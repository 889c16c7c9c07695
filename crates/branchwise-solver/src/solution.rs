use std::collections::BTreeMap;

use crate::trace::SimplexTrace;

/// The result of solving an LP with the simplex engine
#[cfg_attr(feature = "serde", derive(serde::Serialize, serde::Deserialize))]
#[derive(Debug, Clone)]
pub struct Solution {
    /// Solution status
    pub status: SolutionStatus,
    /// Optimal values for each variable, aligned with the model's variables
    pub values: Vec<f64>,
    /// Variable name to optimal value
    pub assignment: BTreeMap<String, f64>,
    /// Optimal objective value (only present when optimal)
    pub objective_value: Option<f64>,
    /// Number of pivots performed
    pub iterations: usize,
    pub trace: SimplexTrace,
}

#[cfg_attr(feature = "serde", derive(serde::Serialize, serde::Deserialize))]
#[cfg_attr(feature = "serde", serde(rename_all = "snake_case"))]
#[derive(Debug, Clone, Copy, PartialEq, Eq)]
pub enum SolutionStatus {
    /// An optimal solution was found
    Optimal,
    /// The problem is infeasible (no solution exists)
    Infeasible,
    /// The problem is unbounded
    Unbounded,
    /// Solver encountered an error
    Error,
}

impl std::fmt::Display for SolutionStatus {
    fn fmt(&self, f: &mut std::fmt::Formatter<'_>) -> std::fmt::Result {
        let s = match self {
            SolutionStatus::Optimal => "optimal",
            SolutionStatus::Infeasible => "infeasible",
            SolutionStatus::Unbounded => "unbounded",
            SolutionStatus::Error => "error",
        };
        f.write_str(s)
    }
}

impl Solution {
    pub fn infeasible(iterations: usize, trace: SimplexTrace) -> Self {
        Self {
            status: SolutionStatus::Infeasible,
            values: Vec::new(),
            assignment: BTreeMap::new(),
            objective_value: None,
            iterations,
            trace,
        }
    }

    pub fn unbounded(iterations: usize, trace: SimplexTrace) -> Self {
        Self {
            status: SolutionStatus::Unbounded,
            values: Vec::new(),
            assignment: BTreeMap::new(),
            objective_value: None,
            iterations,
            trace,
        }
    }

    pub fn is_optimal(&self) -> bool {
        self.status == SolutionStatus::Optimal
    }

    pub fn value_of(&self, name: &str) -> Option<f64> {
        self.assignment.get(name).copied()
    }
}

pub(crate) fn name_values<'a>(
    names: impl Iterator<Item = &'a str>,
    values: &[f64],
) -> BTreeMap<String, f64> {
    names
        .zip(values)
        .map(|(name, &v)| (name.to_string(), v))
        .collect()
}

####################

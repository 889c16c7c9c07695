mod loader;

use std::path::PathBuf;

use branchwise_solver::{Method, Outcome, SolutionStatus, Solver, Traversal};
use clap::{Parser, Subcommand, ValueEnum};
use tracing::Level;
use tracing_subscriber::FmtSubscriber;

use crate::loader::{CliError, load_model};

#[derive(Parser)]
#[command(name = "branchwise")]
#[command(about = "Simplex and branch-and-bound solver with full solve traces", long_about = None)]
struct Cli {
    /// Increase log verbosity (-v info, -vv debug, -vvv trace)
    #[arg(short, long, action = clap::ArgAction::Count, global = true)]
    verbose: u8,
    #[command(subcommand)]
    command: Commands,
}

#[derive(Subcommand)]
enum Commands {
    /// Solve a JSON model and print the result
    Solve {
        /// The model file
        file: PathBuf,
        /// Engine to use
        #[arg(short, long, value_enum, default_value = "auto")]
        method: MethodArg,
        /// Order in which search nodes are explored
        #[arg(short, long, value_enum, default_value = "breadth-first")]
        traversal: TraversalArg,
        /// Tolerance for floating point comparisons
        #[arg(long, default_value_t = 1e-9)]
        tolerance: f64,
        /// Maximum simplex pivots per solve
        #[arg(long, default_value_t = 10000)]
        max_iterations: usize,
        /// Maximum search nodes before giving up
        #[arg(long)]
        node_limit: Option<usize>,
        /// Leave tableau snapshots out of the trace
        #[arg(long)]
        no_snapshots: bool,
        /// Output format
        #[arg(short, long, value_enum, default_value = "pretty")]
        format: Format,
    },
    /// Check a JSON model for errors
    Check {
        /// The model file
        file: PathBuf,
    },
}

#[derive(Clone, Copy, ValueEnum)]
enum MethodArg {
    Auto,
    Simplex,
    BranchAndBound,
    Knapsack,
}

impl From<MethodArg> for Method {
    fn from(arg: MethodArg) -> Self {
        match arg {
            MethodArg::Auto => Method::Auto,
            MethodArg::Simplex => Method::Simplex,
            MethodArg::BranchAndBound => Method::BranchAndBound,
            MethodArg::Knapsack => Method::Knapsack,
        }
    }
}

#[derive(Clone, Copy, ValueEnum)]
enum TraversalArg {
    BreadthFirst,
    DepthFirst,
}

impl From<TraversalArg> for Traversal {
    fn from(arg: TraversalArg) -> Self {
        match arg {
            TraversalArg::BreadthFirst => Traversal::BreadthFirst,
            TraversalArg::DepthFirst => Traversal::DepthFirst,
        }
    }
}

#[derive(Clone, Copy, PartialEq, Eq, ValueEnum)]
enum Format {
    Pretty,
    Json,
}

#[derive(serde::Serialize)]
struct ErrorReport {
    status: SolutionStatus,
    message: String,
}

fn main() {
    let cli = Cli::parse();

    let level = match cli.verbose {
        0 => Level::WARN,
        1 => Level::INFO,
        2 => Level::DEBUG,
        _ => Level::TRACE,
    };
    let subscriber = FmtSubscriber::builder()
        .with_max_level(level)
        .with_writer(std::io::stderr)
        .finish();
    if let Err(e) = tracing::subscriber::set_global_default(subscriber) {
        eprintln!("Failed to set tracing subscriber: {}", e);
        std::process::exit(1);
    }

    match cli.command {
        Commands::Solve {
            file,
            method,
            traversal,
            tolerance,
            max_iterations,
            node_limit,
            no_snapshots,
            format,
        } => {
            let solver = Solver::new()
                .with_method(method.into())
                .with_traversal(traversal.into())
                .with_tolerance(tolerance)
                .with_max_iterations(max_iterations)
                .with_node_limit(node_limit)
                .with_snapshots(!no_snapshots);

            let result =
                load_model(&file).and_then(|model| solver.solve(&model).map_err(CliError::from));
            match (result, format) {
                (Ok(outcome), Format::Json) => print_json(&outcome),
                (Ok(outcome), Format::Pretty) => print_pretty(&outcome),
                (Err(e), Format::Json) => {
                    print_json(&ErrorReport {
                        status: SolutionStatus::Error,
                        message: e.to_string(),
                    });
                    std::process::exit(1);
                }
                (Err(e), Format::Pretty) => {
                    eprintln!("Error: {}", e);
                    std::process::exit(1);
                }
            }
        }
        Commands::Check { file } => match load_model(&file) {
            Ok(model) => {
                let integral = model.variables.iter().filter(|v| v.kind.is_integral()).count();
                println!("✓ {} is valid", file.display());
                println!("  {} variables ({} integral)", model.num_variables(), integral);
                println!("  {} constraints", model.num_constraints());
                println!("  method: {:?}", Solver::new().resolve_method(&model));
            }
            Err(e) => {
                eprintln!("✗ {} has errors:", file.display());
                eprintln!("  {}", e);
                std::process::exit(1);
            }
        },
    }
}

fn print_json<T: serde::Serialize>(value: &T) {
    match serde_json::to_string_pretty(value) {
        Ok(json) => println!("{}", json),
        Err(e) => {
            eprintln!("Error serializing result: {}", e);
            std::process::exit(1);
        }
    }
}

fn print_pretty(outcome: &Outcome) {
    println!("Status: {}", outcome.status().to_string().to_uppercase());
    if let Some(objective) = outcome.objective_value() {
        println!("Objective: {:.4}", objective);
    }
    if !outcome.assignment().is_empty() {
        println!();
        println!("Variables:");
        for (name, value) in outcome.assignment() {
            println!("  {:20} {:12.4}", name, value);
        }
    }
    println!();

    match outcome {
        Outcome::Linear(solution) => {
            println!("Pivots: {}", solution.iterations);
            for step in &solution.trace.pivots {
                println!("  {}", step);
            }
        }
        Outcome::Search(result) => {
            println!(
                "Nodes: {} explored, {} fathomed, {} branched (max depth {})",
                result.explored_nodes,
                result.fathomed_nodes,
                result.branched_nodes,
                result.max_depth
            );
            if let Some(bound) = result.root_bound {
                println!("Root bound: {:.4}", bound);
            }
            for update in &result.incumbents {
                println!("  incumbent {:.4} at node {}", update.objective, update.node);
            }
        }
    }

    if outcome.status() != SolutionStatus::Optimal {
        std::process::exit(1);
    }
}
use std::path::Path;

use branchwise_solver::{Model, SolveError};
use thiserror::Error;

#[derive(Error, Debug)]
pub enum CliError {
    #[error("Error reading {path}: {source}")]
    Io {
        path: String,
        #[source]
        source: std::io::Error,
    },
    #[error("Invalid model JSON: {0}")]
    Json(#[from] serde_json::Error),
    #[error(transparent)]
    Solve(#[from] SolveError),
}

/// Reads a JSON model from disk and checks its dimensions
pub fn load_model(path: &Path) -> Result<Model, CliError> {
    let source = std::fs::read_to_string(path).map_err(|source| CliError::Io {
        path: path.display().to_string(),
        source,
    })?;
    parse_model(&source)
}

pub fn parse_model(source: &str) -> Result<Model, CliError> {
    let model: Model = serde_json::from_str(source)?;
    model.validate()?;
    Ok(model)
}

####################

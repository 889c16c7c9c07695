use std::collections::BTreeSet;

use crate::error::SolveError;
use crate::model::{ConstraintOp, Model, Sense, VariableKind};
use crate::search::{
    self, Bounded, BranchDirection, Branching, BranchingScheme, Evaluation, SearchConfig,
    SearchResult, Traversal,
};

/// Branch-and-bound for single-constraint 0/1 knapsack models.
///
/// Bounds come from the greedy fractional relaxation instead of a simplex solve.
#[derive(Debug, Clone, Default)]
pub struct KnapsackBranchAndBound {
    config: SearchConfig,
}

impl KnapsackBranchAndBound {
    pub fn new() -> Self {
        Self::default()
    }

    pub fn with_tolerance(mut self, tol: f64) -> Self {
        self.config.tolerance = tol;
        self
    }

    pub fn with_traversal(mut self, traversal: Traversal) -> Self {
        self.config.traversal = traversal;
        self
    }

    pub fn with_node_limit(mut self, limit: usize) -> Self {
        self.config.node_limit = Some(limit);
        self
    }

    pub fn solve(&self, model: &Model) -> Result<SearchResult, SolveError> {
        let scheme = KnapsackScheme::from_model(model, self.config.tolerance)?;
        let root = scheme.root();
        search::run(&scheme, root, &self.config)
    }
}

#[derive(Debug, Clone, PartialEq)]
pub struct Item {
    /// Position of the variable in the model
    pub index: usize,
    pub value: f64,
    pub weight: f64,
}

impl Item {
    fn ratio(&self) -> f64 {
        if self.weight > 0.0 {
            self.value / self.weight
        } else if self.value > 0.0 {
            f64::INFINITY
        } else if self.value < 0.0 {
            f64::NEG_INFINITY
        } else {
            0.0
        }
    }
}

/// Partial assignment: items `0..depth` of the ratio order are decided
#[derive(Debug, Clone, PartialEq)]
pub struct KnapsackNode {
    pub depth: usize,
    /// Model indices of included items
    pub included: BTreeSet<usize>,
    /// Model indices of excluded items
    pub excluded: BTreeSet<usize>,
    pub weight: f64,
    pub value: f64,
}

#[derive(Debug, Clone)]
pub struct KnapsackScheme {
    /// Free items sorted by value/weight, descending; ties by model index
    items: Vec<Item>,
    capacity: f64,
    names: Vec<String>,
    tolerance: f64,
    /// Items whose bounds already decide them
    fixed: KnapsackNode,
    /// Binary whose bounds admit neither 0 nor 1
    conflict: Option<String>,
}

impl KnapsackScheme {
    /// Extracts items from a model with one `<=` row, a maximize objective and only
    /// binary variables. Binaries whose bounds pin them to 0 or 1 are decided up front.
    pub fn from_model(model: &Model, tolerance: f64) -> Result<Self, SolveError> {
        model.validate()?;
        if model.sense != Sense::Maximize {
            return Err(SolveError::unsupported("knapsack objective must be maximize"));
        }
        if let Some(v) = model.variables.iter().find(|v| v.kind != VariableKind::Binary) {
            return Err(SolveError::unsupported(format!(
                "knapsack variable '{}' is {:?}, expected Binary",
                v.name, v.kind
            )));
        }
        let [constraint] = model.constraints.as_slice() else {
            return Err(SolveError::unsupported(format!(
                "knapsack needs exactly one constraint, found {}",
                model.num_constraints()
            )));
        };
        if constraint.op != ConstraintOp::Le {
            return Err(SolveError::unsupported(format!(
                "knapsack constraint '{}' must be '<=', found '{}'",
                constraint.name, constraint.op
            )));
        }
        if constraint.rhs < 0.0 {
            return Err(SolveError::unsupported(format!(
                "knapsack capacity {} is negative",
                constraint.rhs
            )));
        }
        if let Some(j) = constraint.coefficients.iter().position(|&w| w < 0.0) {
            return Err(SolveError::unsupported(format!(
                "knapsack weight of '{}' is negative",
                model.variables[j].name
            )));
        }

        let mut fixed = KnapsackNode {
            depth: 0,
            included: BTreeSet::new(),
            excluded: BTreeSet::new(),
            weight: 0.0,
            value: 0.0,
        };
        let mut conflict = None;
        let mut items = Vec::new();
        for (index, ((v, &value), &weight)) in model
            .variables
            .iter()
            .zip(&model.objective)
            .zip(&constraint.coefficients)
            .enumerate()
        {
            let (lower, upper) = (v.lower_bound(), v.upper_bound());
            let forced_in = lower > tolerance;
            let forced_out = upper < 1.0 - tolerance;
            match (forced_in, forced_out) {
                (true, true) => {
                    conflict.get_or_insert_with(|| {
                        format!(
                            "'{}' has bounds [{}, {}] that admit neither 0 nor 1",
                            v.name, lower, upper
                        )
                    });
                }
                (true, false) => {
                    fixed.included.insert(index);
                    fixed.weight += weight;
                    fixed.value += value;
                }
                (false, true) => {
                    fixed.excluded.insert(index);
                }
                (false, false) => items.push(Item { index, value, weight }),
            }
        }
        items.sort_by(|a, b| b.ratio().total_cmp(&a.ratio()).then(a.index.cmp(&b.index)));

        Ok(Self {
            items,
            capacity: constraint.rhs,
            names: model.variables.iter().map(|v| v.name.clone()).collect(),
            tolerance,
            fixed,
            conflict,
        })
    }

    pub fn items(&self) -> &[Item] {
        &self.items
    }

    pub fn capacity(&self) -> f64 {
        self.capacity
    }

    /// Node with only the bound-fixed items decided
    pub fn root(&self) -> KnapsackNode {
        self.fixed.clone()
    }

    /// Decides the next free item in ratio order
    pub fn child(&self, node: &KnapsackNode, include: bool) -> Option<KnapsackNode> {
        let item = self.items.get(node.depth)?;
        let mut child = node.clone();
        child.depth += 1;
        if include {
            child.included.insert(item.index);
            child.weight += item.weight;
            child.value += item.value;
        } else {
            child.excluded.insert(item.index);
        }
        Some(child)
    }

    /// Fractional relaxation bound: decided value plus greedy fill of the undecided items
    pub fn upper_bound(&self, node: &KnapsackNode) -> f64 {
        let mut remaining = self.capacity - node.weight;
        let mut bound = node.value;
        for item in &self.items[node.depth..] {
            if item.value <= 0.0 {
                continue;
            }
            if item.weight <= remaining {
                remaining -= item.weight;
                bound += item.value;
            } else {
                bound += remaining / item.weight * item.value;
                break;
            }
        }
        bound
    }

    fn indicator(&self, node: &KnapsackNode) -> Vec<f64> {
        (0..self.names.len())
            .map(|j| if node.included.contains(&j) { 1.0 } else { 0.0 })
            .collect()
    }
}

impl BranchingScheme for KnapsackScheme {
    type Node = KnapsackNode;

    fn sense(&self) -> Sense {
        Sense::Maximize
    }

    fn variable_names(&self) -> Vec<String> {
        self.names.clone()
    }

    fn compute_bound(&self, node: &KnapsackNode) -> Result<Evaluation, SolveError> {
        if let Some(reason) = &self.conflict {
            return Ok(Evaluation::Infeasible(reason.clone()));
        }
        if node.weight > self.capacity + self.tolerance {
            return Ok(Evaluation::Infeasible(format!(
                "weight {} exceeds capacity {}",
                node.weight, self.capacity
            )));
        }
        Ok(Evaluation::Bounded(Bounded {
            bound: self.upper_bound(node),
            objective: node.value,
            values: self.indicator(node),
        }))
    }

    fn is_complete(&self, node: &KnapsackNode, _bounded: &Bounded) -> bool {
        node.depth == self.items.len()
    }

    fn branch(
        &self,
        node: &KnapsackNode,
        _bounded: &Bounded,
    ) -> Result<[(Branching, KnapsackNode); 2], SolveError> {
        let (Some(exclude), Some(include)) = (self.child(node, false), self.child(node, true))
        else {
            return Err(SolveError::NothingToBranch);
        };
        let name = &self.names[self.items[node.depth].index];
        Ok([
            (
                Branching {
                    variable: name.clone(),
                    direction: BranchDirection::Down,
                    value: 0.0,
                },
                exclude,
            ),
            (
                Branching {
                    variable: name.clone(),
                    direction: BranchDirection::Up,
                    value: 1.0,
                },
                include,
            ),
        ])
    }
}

####################

* THE TASK
To answer, count the lines of the material that contain "ValueEnum" and give only that number.

* SOLUTION TO THIS TASK
4